When I came home, even though I was working nights and had minimal interactions with other doctors, I could see the love in the work of my colleagues and nurses. I may not believe that everything done for the patients at the U of M is in their ‘best’ interest, but I can say that the great majority of it is done out of a profound love for life, and desire to make it longer and better. And I had a great relationship with nearly all the nurses, because I understood that when they page in the middle of the night, they’re doing it out of concern and love for their patients, and usually out of a desire to take the best possible care of them.

 In my new job, my colleagues come to work every day to take care of an often challenging group of patients. Coming to work every day to try and make the lives of older people better - people who may seem to have little to live for, and who may not always appreciate, or even understand your efforts - is an act of love. My new mentors keep up to date with the (insufficient) literature about geriatric patients _and_ remember minutia about their patient’s lives out of love, not because they’re well paid (by doctors standards, they’re not) or highly respected. They love the patients and the job.
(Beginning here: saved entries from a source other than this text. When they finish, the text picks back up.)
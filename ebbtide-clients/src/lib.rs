//! Ebbtide Clients - Download-client adapters
//!
//! One adapter per supported backend, each mapping the client's wire
//! representation into the core snapshot contract: status normalization,
//! privacy-flag derivation, tracker-hostname extraction, and the
//! all-files-skipped structural check. Sessions are thin; retry policy
//! belongs to the caller.

pub mod deluge;
pub mod qbittorrent;
pub mod transmission;
pub mod utorrent;

pub use deluge::DelugeClient;
pub use qbittorrent::QbittorrentClient;
pub use transmission::TransmissionClient;
pub use utorrent::UtorrentClient;
//! Progress baseline cache for forward-progress delta computation.

use std::time::{Duration, Instant};

use dashmap::DashMap;

use super::StrikeKind;
use crate::torrent::TorrentHash;

/// Default lifetime of an untouched baseline entry.
pub const DEFAULT_BASELINE_TTL: Duration = Duration::from_secs(72 * 3600);

#[derive(Debug, Clone, Copy)]
struct BaselineEntry {
    downloaded_bytes: u64,
    recorded_at: Instant,
}

/// Remembers the last observed downloaded-bytes measurement per
/// `(hash, kind)` so the evaluator can compute deltas across polling cycles.
///
/// The first observation for a key seeds the baseline and yields no
/// previous value; stale entries (older than the TTL) are treated as
/// absent, so a torrent that reappears after a long pause seeds fresh.
pub struct ProgressCache {
    entries: DashMap<(TorrentHash, StrikeKind), BaselineEntry>,
    ttl: Duration,
}

impl ProgressCache {
    /// Creates a cache with the default entry TTL.
    pub fn new() -> Self {
        Self::with_ttl(DEFAULT_BASELINE_TTL)
    }

    /// Creates a cache whose untouched entries expire after `ttl`.
    pub fn with_ttl(ttl: Duration) -> Self {
        Self {
            entries: DashMap::new(),
            ttl,
        }
    }

    /// Records a new observation and returns the previous fresh baseline.
    ///
    /// Returns `None` when this is the first observation for the key (or
    /// the stored one had expired); the new value is stored either way.
    pub fn observe(
        &self,
        hash: &TorrentHash,
        kind: StrikeKind,
        downloaded_bytes: u64,
    ) -> Option<u64> {
        let now = Instant::now();
        let mut previous = None;
        // Entry API keeps read-modify-write atomic per key.
        self.entries
            .entry((hash.clone(), kind))
            .and_modify(|entry| {
                if now.duration_since(entry.recorded_at) <= self.ttl {
                    previous = Some(entry.downloaded_bytes);
                }
                entry.downloaded_bytes = downloaded_bytes;
                entry.recorded_at = now;
            })
            .or_insert(BaselineEntry {
                downloaded_bytes,
                recorded_at: now,
            });
        previous
    }

    /// Drops the baseline for a key, forcing the next observation to seed.
    pub fn clear(&self, hash: &TorrentHash, kind: StrikeKind) {
        self.entries.remove(&(hash.clone(), kind));
    }
}

impl Default for ProgressCache {
    fn default() -> Self {
        Self::new()
    }
}

#[cfg(test)]
mod tests {
    use super::*;

    fn hash() -> TorrentHash {
        TorrentHash::new("0ddba11")
    }

    #[test]
    fn test_first_observation_seeds_without_previous() {
        let cache = ProgressCache::new();
        assert_eq!(cache.observe(&hash(), StrikeKind::Stalled, 1000), None);
    }

    #[test]
    fn test_subsequent_observations_return_previous_baseline() {
        let cache = ProgressCache::new();
        cache.observe(&hash(), StrikeKind::Stalled, 1000);
        assert_eq!(cache.observe(&hash(), StrikeKind::Stalled, 5000), Some(1000));
        assert_eq!(cache.observe(&hash(), StrikeKind::Stalled, 9000), Some(5000));
    }

    #[test]
    fn test_kinds_are_tracked_independently() {
        let cache = ProgressCache::new();
        cache.observe(&hash(), StrikeKind::Stalled, 1000);
        assert_eq!(cache.observe(&hash(), StrikeKind::SlowSpeed, 2000), None);
    }

    #[test]
    fn test_clear_forces_reseed() {
        let cache = ProgressCache::new();
        cache.observe(&hash(), StrikeKind::Stalled, 1000);
        cache.clear(&hash(), StrikeKind::Stalled);
        assert_eq!(cache.observe(&hash(), StrikeKind::Stalled, 2000), None);
    }

    #[test]
    fn test_expired_baseline_is_treated_as_absent() {
        let cache = ProgressCache::with_ttl(Duration::from_secs(0));
        cache.observe(&hash(), StrikeKind::Stalled, 1000);
        std::thread::sleep(Duration::from_millis(5));
        assert_eq!(cache.observe(&hash(), StrikeKind::Stalled, 2000), None);
    }
}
And in my new / old city - Denver - coming home after 12 years away - I feel incredibly welcomed and loved. I’m still at home in my church, Montview Presbyterian, which has an incredibly loving, inclusive approach to Christianity. I’ve reconnected with a couple old friends, and can still feel their loving welcome even though none of us has been great at keeping track of each other in the interim. The people in my parent’s apartment building are almost always happy to see me and ask how my new job and life transition are going. The fact that these people know who I am even though I’ve never lived in Denver since my parents moved there is a reflection of my family’s tremendous love. I could go on.

 So, after 48 hours to reflect, a bacheolorette party celebrating love - romantic, sibling, and friendly- last night, a 45 minute drive with the Barenaked Ladies, and an excellent church service this morning, my thoughts on Friday’s mass shooting at an Aurora movie theater are becoming more clear. I don’t, like some conservative Christians, believe that god is punishing us for straying from our Judeo-Christian morals. I don’t believe that deity exists. But maybe we are punishing each other and ourselves for living in a place and time where we too often acknowledge and focus on the hate in our lives. We keep the love secret, private, and unacknowledged, though most of us probably feel it more often than not. So if you’re reading this blog, know that I love you and the role you play in my life. But more than that, know that I believe everyone who would be interested in reading these run on sentences lives a life that is motivated, powered, and protected by love.

Whether you recognize a religious source of your love for your fellow man, or are a secular humanist, I believe you all love far more frequently and deeply than you hate. In fact, I believe that none of you really hate, and even things you may say or do that express dislike of some aspect of our society (or personal lives) are motivated by love of some other principle or person. On this journey of life, I try to live my love - for myself, my family and friends, my fellow man/woman, and my planet and not hate or fear. Going forward, I will be trying to express this love more clearly - not just through my actions, but vocally, verbally. I am going to try to express my love to strangers - love I feel but may be reluctant to show - more openly and specifically. Maybe if Friday’s shooter had felt, heard, or seen more of the generalized love that I am sure was present and active in his life he wouldn’t have committed his horrific act. (And less of the non-specific hate/fear that permeates our media but not, I believe, our culture.) We may never know, but on the other hand, being more open and direct with our love can hardly hurt.

 I will also be lovingly making a donation to the pro-gun control lobby, because realistically, while a deep hatred of himself and those around him (and probably a significant mental health problem) likely motivated the shooter, what clearly made his actions so horrifically effective was the extremely deadly weapons he legally purchased. I’d like to live in a society where access to semi-automatic weapons WAS surprising.